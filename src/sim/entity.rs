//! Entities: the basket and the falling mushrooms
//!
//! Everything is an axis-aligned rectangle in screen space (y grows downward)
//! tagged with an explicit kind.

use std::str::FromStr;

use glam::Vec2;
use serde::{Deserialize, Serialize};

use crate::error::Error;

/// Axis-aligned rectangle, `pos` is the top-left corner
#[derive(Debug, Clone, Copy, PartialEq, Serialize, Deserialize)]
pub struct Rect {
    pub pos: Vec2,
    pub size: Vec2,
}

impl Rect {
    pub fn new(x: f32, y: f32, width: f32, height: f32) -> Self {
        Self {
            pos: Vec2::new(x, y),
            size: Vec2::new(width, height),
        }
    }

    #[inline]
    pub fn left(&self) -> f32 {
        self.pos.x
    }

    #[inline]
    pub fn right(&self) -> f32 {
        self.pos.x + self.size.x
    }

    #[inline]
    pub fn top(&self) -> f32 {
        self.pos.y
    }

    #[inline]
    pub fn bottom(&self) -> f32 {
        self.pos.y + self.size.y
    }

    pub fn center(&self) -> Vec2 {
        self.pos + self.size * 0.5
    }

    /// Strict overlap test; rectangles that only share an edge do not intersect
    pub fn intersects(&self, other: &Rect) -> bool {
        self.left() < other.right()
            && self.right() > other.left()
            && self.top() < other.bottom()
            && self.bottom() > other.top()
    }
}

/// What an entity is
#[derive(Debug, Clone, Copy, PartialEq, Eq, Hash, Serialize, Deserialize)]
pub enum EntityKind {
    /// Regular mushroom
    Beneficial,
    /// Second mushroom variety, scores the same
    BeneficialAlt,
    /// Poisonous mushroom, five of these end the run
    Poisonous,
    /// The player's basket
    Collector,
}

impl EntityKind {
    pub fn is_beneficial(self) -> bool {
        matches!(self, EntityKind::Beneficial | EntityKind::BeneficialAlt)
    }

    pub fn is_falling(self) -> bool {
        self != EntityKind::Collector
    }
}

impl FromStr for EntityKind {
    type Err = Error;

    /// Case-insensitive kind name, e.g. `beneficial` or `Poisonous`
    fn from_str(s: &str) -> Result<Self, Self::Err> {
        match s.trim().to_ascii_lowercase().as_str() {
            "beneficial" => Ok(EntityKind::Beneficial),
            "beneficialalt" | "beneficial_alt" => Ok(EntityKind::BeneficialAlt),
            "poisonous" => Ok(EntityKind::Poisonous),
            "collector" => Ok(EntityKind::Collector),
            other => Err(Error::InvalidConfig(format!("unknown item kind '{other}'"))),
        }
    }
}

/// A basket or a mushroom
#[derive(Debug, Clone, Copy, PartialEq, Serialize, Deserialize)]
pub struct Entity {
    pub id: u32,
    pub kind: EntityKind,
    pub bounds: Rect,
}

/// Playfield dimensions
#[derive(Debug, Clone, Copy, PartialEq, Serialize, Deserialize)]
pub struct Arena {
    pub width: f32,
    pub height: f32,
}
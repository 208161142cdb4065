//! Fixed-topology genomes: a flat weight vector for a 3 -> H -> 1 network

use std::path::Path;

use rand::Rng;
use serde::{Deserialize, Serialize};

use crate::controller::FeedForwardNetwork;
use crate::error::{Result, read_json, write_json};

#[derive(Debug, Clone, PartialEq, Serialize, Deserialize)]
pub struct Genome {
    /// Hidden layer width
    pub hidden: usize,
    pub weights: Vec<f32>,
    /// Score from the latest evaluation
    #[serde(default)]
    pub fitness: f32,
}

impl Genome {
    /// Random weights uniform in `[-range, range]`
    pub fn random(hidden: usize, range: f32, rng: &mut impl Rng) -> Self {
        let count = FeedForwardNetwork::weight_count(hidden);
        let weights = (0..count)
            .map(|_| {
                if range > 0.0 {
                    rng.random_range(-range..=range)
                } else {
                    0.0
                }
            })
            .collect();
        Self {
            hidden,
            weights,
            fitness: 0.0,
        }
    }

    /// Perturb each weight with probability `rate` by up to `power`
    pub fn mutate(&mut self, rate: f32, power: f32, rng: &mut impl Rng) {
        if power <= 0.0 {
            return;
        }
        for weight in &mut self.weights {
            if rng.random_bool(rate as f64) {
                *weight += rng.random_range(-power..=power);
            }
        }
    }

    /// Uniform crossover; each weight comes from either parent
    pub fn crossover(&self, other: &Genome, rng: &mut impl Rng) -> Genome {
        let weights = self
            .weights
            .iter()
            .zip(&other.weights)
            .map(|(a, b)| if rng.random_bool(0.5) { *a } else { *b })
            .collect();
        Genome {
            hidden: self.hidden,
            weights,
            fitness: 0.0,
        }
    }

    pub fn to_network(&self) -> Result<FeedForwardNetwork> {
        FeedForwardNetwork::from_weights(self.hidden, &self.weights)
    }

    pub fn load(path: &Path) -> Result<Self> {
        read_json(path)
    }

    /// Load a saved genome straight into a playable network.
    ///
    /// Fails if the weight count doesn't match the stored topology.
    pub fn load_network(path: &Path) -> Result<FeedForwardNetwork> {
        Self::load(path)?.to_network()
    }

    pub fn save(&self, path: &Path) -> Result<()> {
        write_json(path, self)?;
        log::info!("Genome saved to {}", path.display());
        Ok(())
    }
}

┄┄┄┄┄┄

What the task requires: Look over the material and return every line where the word "Result" is found.

Answer section:
    fn from_str(s: &str) -> Result<Self, Self::Err> {
use crate::error::{Result, read_json, write_json};
    pub fn to_network(&self) -> Result<FeedForwardNetwork> {
    pub fn load(path: &Path) -> Result<Self> {
    pub fn load_network(path: &Path) -> Result<FeedForwardNetwork> {
    pub fn save(&self, path: &Path) -> Result<()> {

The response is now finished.